Which is the point of this exercise, and the underlying truth that makes this kind of hand-wavy quasi-quantitative argument good for order-of-magnitude and back-of-an-envelope calculations.

Note that any individual measurement of the magnitude momentum might gives values considerably larger than or smaller than width of the momentum distribution. It is only the average magnitude that is constrained.

To actually understand why this works that way you need to know a little bit of the math underlying the uncertainty principle. It is worth saying that his math is not unique to quantum mechanics, it was first noticed in optics, so the weirdness here isn't intrinsically quantum mechanical, but belongs to all theories of waves (optics, acoustics, ...) or that respect a wavelike governing equation (quantum mechanics).

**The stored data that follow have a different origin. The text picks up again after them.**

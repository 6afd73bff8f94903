use parking_lot::RwLock;

use crate::error::EcsResult;
use crate::slots::{Key, Slot, SlotStore, SlotView};

/// Types that can re-derive themselves over a new slot view.
///
/// Implemented by [`Field`](crate::Field) and by every type declared with
/// [`component!`](crate::component) or [`structure!`](crate::structure), so a
/// component re-derives all of its fields (and nested structures) from one
/// slot view and they stay row-aligned.
pub trait Reindex: Sized {
    /// Allocate fresh backing columns of `capacity` slots, viewed through `slots`.
    fn allocate(capacity: usize, slots: &SlotView) -> Self;

    /// The same columns viewed through `slots`.
    fn reindex(&self, slots: &SlotView) -> Self;
}

/// Marker trait for types that can be stored in a component pool.
///
/// Declare components with [`component!`](crate::component) rather than
/// implementing this by hand.
pub trait Component: Reindex + Clone + Send + Sync + 'static {
    /// The slots this view covers.
    fn slots(&self) -> &SlotView;

    /// Number of rows in this view.
    fn len(&self) -> usize {
        self.slots().len()
    }

    fn is_empty(&self) -> bool {
        self.slots().is_empty()
    }

    /// A view of the rows selected by `key`. Every field is re-derived from
    /// the same composed slot view.
    fn index(&self, key: &Key) -> EcsResult<Self> {
        Ok(self.reindex(&self.slots().index(key)?))
    }

    /// Allocate a pool with room for `capacity` rows.
    fn create_pool(capacity: usize) -> ComponentPool<Self> {
        ComponentPool::new(capacity)
    }
}

/// Fixed-capacity storage for one component type: a slot store plus one
/// backing column per field.
pub struct ComponentPool<C: Component> {
    store: RwLock<SlotStore>,
    root: C,
}

impl<C: Component> ComponentPool<C> {
    pub fn new(capacity: usize) -> Self {
        Self {
            store: RwLock::new(SlotStore::with_capacity(
                std::any::type_name::<C>(),
                capacity,
            )),
            root: C::allocate(capacity, &SlotView::empty()),
        }
    }

    pub fn capacity(&self) -> usize {
        self.store.read().capacity()
    }

    /// Number of live rows.
    pub fn len(&self) -> usize {
        self.store.read().len()
    }

    pub fn is_empty(&self) -> bool {
        self.store.read().is_empty()
    }

    /// Make `num` more rows live and return a view over exactly those rows.
    pub fn spawn(&self, num: usize) -> EcsResult<C> {
        let slots = self.store.write().spawn(num)?;
        Ok(self.view_of(&slots))
    }

    /// A view over every live row.
    pub fn view(&self) -> C {
        self.view_of(&self.store.read().view())
    }

    /// A view over the given slots.
    pub fn view_of(&self, slots: &SlotView) -> C {
        self.root.reindex(slots)
    }
}

/// Type-erased pool interface used by the world.
pub(crate) trait ErasedPool: Send + Sync {
    fn type_name(&self) -> &'static str;
    fn len(&self) -> usize;
    fn capacity(&self) -> usize;
    fn remaining(&self) -> usize;
    fn spawn_slots(&self, num: usize) -> EcsResult<SlotView>;
    fn despawn_slots(&self, slots: &[Slot]) -> usize;
}

impl<C: Component> ErasedPool for ComponentPool<C> {
    fn type_name(&self) -> &'static str {
        std::any::type_name::<C>()
    }

    fn len(&self) -> usize {
        self.store.read().len()
    }

    fn capacity(&self) -> usize {
        self.store.read().capacity()
    }

    fn remaining(&self) -> usize {
        self.store.read().remaining()
    }

    fn spawn_slots(&self, num: usize) -> EcsResult<SlotView> {
        self.store.write().spawn(num)
    }

    fn despawn_slots(&self, slots: &[Slot]) -> usize {
        self.store.write().despawn(slots)
    }
}

/// Declares a component: a named bundle of [`Field`](crate::Field)s and
/// nested structures that share one slot view.
///
/// A field may give a default with `= expr`; otherwise its element type's
/// `Default` is used.
///
/// ```ignore
/// component! {
///     pub struct Health {
///         pub current: Field<f32> = 100.0,
///         pub regen: Field<f32>,
///     }
/// }
/// ```
#[macro_export]
macro_rules! component {
    (
        $(#[$meta:meta])*
        $vis:vis struct $name:ident {
            $($(#[$field_meta:meta])* $field_vis:vis $field:ident : $ty:ty $(= $default:expr)?),* $(,)?
        }
    ) => {
        $crate::__reindexable! {
            $(#[$meta])*
            $vis struct $name {
                $($(#[$field_meta])* $field_vis $field : $ty $(= $default)?),*
            }
        }

        impl $crate::Component for $name {
            fn slots(&self) -> &$crate::SlotView {
                &self.slots
            }
        }
    };
}

/// Declares a reusable group of fields that can be nested inside components
/// and other structures.
#[macro_export]
macro_rules! structure {
    (
        $(#[$meta:meta])*
        $vis:vis struct $name:ident {
            $($(#[$field_meta:meta])* $field_vis:vis $field:ident : $ty:ty $(= $default:expr)?),* $(,)?
        }
    ) => {
        $crate::__reindexable! {
            $(#[$meta])*
            $vis struct $name {
                $($(#[$field_meta])* $field_vis $field : $ty $(= $default)?),*
            }
        }

        impl $name {
            pub fn len(&self) -> usize {
                self.slots.len()
            }

            pub fn is_empty(&self) -> bool {
                self.slots.is_empty()
            }

            /// A view of the rows selected by `key`.
            pub fn index(&self, key: &$crate::Key) -> $crate::EcsResult<Self> {
                Ok($crate::Reindex::reindex(self, &self.slots.index(key)?))
            }
        }
    };
}

#[doc(hidden)]
#[macro_export]
macro_rules! __reindexable {
    (
        $(#[$meta:meta])*
        $vis:vis struct $name:ident {
            $($(#[$field_meta:meta])* $field_vis:vis $field:ident : $ty:ty $(= $default:expr)?),*
        }
    ) => {
        $(#[$meta])*
        #[derive(Clone)]
        $vis struct $name {
            slots: $crate::SlotView,
            $($(#[$field_meta])* $field_vis $field: $ty,)*
        }

        impl $crate::Reindex for $name {
            fn allocate(capacity: usize, slots: &$crate::SlotView) -> Self {
                Self {
                    slots: slots.clone(),
                    $($field: $crate::__allocate_field!(capacity, slots, $ty $(, $default)?),)*
                }
            }

            fn reindex(&self, slots: &$crate::SlotView) -> Self {
                Self {
                    slots: slots.clone(),
                    $($field: $crate::Reindex::reindex(&self.$field, slots),)*
                }
            }
        }
    };
}

#[doc(hidden)]
#[macro_export]
macro_rules! __allocate_field {
    ($capacity:expr, $slots:expr, $ty:ty) => {
        <$ty as $crate::Reindex>::allocate($capacity, $slots)
    };
    ($capacity:expr, $slots:expr, $ty:ty, $default:expr) => {
        <$ty>::allocate_filled($capacity, $slots, $default)
    };
}

#[cfg(test)]
mod tests {
    use super::*;
    use crate::field::Field;
    use crate::slots::Key;
    use glam::Vec2;

    crate::structure! {
        struct Bounds {
            min: Field<Vec2>,
            max: Field<Vec2> = Vec2::ONE,
        }
    }

    crate::component! {
        struct Body {
            mass: Field<f32> = 1.0,
            charge: Field<i32>,
            bounds: Bounds,
        }
    }

    #[test]
    fn spawned_rows_hold_declared_defaults() {
        let pool = Body::create_pool(4);
        let body = pool.spawn(4).unwrap();
        assert_eq!(body.len(), 4);
        assert_eq!(body.mass.len(), 4);
        assert_eq!(body.bounds.len(), 4);
        assert_eq!(body.mass.to_vec(), vec![1.0; 4]);
        assert_eq!(body.charge.to_vec(), vec![0; 4]);
        assert_eq!(body.bounds.min.to_vec(), vec![Vec2::ZERO; 4]);
        assert_eq!(body.bounds.max.to_vec(), vec![Vec2::ONE; 4]);
    }

    #[test]
    fn every_field_follows_the_same_mapping() {
        let pool = Body::create_pool(6);
        let body = pool.spawn(6).unwrap();
        body.charge.fill(&[0, 1, 2, 3, 4, 5]).unwrap();
        body.mass.fill(&[0.0, 10.0, 20.0, 30.0, 40.0, 50.0]).unwrap();

        let odd = body.index(&Key::Mask(body.charge.mask(|c| c % 2 == 1))).unwrap();
        assert_eq!(odd.len(), 3);
        assert_eq!(odd.charge.to_vec(), vec![1, 3, 5]);
        assert_eq!(odd.mass.to_vec(), vec![10.0, 30.0, 50.0]);
        assert_eq!(odd.bounds.len(), 3);

        odd.bounds.min.fill(Vec2::splat(2.0)).unwrap();
        let min = pool.view().bounds.min.to_vec();
        assert_eq!(min[0], Vec2::ZERO);
        assert_eq!(min[1], Vec2::splat(2.0));
        assert_eq!(min[5], Vec2::splat(2.0));
    }

    #[test]
    fn pool_view_tracks_spawns() {
        let pool = Body::create_pool(3);
        assert!(pool.is_empty());
        let first = pool.spawn(2).unwrap();
        first.mass.fill(5.0_f32).unwrap();
        pool.spawn(1).unwrap();

        let all = pool.view();
        assert_eq!(all.len(), 3);
        assert_eq!(all.mass.to_vec(), vec![5.0, 5.0, 1.0]);
        assert!(pool.spawn(1).is_err());
        assert_eq!(pool.len(), 3);
    }

    #[test]
    fn structure_indexing() {
        let pool = Body::create_pool(3);
        let body = pool.spawn(3).unwrap();
        let last = body.bounds.index(&Key::from(2..3)).unwrap();
        last.max.fill(Vec2::splat(9.0)).unwrap();
        assert_eq!(
            body.bounds.max.to_vec(),
            vec![Vec2::ONE, Vec2::ONE, Vec2::splat(9.0)]
        );
    }
}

The position and momentum representations are related to one another by a Fourier transform, which means that every value in position that is non-zero contributes (in a positive or negative way) across the whole momentum spectrum and vice versa. The next part of the spacial spectrum can, in principle, cancel out parts of the momentum representation, but this will be done periodically across the whole of momentum space. To get a square-intergrable peak in momentum you need a continuous distribution in space and vice versa. Typically, we consider a square-intergrable distribution in both space; then both peaks are infinite in breadth, but asymptotically approach zero faster than $1/x^2$.

This Fourier relationship also means that measuring the momentum distribution of the components of a system (relatively easy to do in particle physics) lets you deduce the position distribution (hard to measure directly). We used this tool in my dissertation work.